======== Supplied entries
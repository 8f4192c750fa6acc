// Configuration file for the cutdraft CLI.
//
// Global config: `~/.cutdraft/config.toml`

use serde::{Deserialize, Serialize};
use std::path::{Path, PathBuf};

use cutdraft_core::assembler::AssemblyOptions;
use cutdraft_core::document::Canvas;
use cutdraft_core::subtitle::AssOptions;
use cutdraft_core::text::LinebreakRule;
use cutdraft_core::time::SEC;
use cutdraft_core::track::DEFAULT_PLACEMENT_CEILING;

/// Root directory for cutdraft global state: `~/.cutdraft/`.
pub fn global_dir() -> Option<PathBuf> {
    dirs::home_dir().map(|h| h.join(".cutdraft"))
}

/// Path to the global config file: `~/.cutdraft/config.toml`.
pub fn global_config_path() -> Option<PathBuf> {
    global_dir().map(|d| d.join("config.toml"))
}

// ── Global config ──────────────────────────────────────────────────

#[derive(Debug, Clone, Serialize, Deserialize, PartialEq)]
#[serde(default)]
pub struct GlobalConfig {
    /// Where new draft folders are created.
    pub drafts_root: Option<PathBuf>,
    /// Folder copied into every new draft; its `draft_content.json` is the
    /// merge template.
    pub template_folder: Option<PathBuf>,
    /// Replaces the bundled asset catalog.
    pub catalog_path: Option<PathBuf>,
    /// Emit the legacy format revision unless a request says otherwise.
    pub legacy: bool,
    pub fps: f64,
    pub canvas: CanvasConfig,
    pub placement: PlacementConfig,
    pub linebreak: LinebreakRule,
    pub subtitles: SubtitleConfig,
}

impl Default for GlobalConfig {
    fn default() -> Self {
        Self {
            drafts_root: None,
            template_folder: None,
            catalog_path: None,
            legacy: false,
            fps: 30.0,
            canvas: CanvasConfig::default(),
            placement: PlacementConfig::default(),
            linebreak: LinebreakRule::default(),
            subtitles: SubtitleConfig::default(),
        }
    }
}

impl GlobalConfig {
    /// Load from `~/.cutdraft/config.toml`. Returns defaults if the file
    /// doesn't exist or can't be parsed.
    pub fn load() -> Self {
        global_config_path().and_then(|p| Self::load_from(&p).ok()).unwrap_or_default()
    }

    /// Load from a specific path.
    pub fn load_from(path: &Path) -> Result<Self, ConfigError> {
        let contents = std::fs::read_to_string(path).map_err(ConfigError::Io)?;
        toml::from_str(&contents).map_err(ConfigError::Parse)
    }

    /// Save to a specific path (creates parent directories).
    pub fn save_to(&self, path: &Path) -> Result<(), ConfigError> {
        if let Some(parent) = path.parent() {
            std::fs::create_dir_all(parent).map_err(ConfigError::Io)?;
        }
        let contents = toml::to_string_pretty(self).map_err(ConfigError::Serialize)?;
        std::fs::write(path, contents).map_err(ConfigError::Io)
    }

    /// `drafts_root`, else `~/.cutdraft/drafts`, else `./drafts`.
    pub fn drafts_root(&self) -> PathBuf {
        self.drafts_root
            .clone()
            .or_else(|| global_dir().map(|d| d.join("drafts")))
            .unwrap_or_else(|| PathBuf::from("drafts"))
    }

    pub fn assembly_options(&self) -> AssemblyOptions {
        AssemblyOptions {
            placement_ceiling: secs_to_micros(self.placement.ceiling_secs),
            default_duration: secs_to_micros(self.placement.default_duration_secs),
            linebreak: self.linebreak,
            canvas: Canvas::new(self.canvas.width, self.canvas.height),
            fps: self.fps,
            legacy: self.legacy,
            ..AssemblyOptions::default()
        }
    }

    pub fn ass_options(&self) -> AssOptions {
        AssOptions { play_res_x: self.subtitles.play_res_x, play_res_y: self.subtitles.play_res_y }
    }
}

fn secs_to_micros(secs: f64) -> u64 {
    (secs.max(0.0) * SEC as f64).round() as u64
}

#[derive(Debug, Clone, Serialize, Deserialize, PartialEq)]
#[serde(default)]
pub struct CanvasConfig {
    pub width: u32,
    pub height: u32,
}

impl Default for CanvasConfig {
    fn default() -> Self {
        Self { width: 1920, height: 1080 }
    }
}

#[derive(Debug, Clone, Serialize, Deserialize, PartialEq)]
#[serde(default)]
pub struct PlacementConfig {
    /// Auto placement never ends a segment past this point.
    pub ceiling_secs: f64,
    /// Item duration when neither the request nor the media gives one.
    pub default_duration_secs: f64,
}

impl Default for PlacementConfig {
    fn default() -> Self {
        Self {
            ceiling_secs: (DEFAULT_PLACEMENT_CEILING / SEC) as f64,
            default_duration_secs: 5.0,
        }
    }
}

/// ASS script resolution; the document canvas when unset.
#[derive(Debug, Clone, Serialize, Deserialize, PartialEq, Default)]
#[serde(default)]
pub struct SubtitleConfig {
    pub play_res_x: Option<u32>,
    pub play_res_y: Option<u32>,
}

// ── Errors ─────────────────────────────────────────────────────────

#[derive(Debug)]
pub enum ConfigError {
    Io(std::io::Error),
    Parse(toml::de::Error),
    Serialize(toml::ser::Error),
}

impl std::fmt::Display for ConfigError {
    fn fmt(&self, f: &mut std::fmt::Formatter<'_>) -> std::fmt::Result {
        match self {
            Self::Io(e) => write!(f, "config I/O error: {e}"),
            Self::Parse(e) => write!(f, "config parse error: {e}"),
            Self::Serialize(e) => write!(f, "config serialize error: {e}"),
        }
    }
}

impl std::error::Error for ConfigError {}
================
> [Directions]
Take the entries and copy them out exactly.

> [Output below]
repository 8f4192c750fa6acc
// Configuration file for the cutdraft CLI.
//
// Global config: `~/.cutdraft/config.toml`

use serde::{Deserialize, Serialize};
use std::path::{Path, PathBuf};

use cutdraft_core::assembler::AssemblyOptions;
use cutdraft_core::document::Canvas;
use cutdraft_core::subtitle::AssOptions;
use cutdraft_core::text::LinebreakRule;
use cutdraft_core::time::SEC;
use cutdraft_core::track::DEFAULT_PLACEMENT_CEILING;

/// Root directory for cutdraft global state: `~/.cutdraft/`.
pub fn global_dir() -> Option<PathBuf> {
    dirs::home_dir().map(|h| h.join(".cutdraft"))
}

/// Path to the global config file: `~/.cutdraft/config.toml`.
pub fn global_config_path() -> Option<PathBuf> {
    global_dir().map(|d| d.join("config.toml"))
}

// ── Global config ──────────────────────────────────────────────────

#[derive(Debug, Clone, Serialize, Deserialize, PartialEq)]
#[serde(default)]
pub struct GlobalConfig {
    /// Where new draft folders are created.
    pub drafts_root: Option<PathBuf>,
    /// Folder copied into every new draft; its `draft_content.json` is the
    /// merge template.
    pub template_folder: Option<PathBuf>,
    /// Replaces the bundled asset catalog.
    pub catalog_path: Option<PathBuf>,
    /// Emit the legacy format revision unless a request says otherwise.
    pub legacy: bool,
    pub fps: f64,
    pub canvas: CanvasConfig,
    pub placement: PlacementConfig,
    pub linebreak: LinebreakRule,
    pub subtitles: SubtitleConfig,
}

impl Default for GlobalConfig {
    fn default() -> Self {
        Self {
            drafts_root: None,
            template_folder: None,
            catalog_path: None,
            legacy: false,
            fps: 30.0,
            canvas: CanvasConfig::default(),
            placement: PlacementConfig::default(),
            linebreak: LinebreakRule::default(),
            subtitles: SubtitleConfig::default(),
        }
    }
}

impl GlobalConfig {
    /// Load from `~/.cutdraft/config.toml`. Returns defaults if the file
    /// doesn't exist or can't be parsed.
    pub fn load() -> Self {
        global_config_path().and_then(|p| Self::load_from(&p).ok()).unwrap_or_default()
    }

    /// Load from a specific path.
    pub fn load_from(path: &Path) -> Result<Self, ConfigError> {
        let contents = std::fs::read_to_string(path).map_err(ConfigError::Io)?;
        toml::from_str(&contents).map_err(ConfigError::Parse)
    }

    /// Save to a specific path (creates parent directories).
    pub fn save_to(&self, path: &Path) -> Result<(), ConfigError> {
        if let Some(parent) = path.parent() {
            std::fs::create_dir_all(parent).map_err(ConfigError::Io)?;
        }
        let contents = toml::to_string_pretty(self).map_err(ConfigError::Serialize)?;
        std::fs::write(path, contents).map_err(ConfigError::Io)
    }

    /// `drafts_root`, else `~/.cutdraft/drafts`, else `./drafts`.
    pub fn drafts_root(&self) -> PathBuf {
        self.drafts_root
            .clone()
            .or_else(|| global_dir().map(|d| d.join("drafts")))
            .unwrap_or_else(|| PathBuf::from("drafts"))
    }

    pub fn assembly_options(&self) -> AssemblyOptions {
        AssemblyOptions {
            placement_ceiling: secs_to_micros(self.placement.ceiling_secs),
            default_duration: secs_to_micros(self.placement.default_duration_secs),
            linebreak: self.linebreak,
            canvas: Canvas::new(self.canvas.width, self.canvas.height),
            fps: self.fps,
            legacy: self.legacy,
            ..AssemblyOptions::default()
        }
    }

    pub fn ass_options(&self) -> AssOptions {
        AssOptions { play_res_x: self.subtitles.play_res_x, play_res_y: self.subtitles.play_res_y }
    }
}

fn secs_to_micros(secs: f64) -> u64 {
    (secs.max(0.0) * SEC as f64).round() as u64
}

#[derive(Debug, Clone, Serialize, Deserialize, PartialEq)]
#[serde(default)]
pub struct CanvasConfig {
    pub width: u32,
    pub height: u32,
}

impl Default for CanvasConfig {
    fn default() -> Self {
        Self { width: 1920, height: 1080 }
    }
}

#[derive(Debug, Clone, Serialize, Deserialize, PartialEq)]
#[serde(default)]
pub struct PlacementConfig {
    /// Auto placement never ends a segment past this point.
    pub ceiling_secs: f64,
    /// Item duration when neither the request nor the media gives one.
    pub default_duration_secs: f64,
}

impl Default for PlacementConfig {
    fn default() -> Self {
        Self {
            ceiling_secs: (DEFAULT_PLACEMENT_CEILING / SEC) as f64,
            default_duration_secs: 5.0,
        }
    }
}

/// ASS script resolution; the document canvas when unset.
#[derive(Debug, Clone, Serialize, Deserialize, PartialEq, Default)]
#[serde(default)]
pub struct SubtitleConfig {
    pub play_res_x: Option<u32>,
    pub play_res_y: Option<u32>,
}

// ── Errors ─────────────────────────────────────────────────────────

#[derive(Debug)]
pub enum ConfigError {
    Io(std::io::Error),
    Parse(toml::de::Error),
    Serialize(toml::ser::Error),
}

impl std::fmt::Display for ConfigError {
    fn fmt(&self, f: &mut std::fmt::Formatter<'_>) -> std::fmt::Result {
        match self {
            Self::Io(e) => write!(f, "config I/O error: {e}"),
            Self::Parse(e) => write!(f, "config parse error: {e}"),
            Self::Serialize(e) => write!(f, "config serialize error: {e}"),
        }
    }
}

impl std::error::Error for ConfigError {}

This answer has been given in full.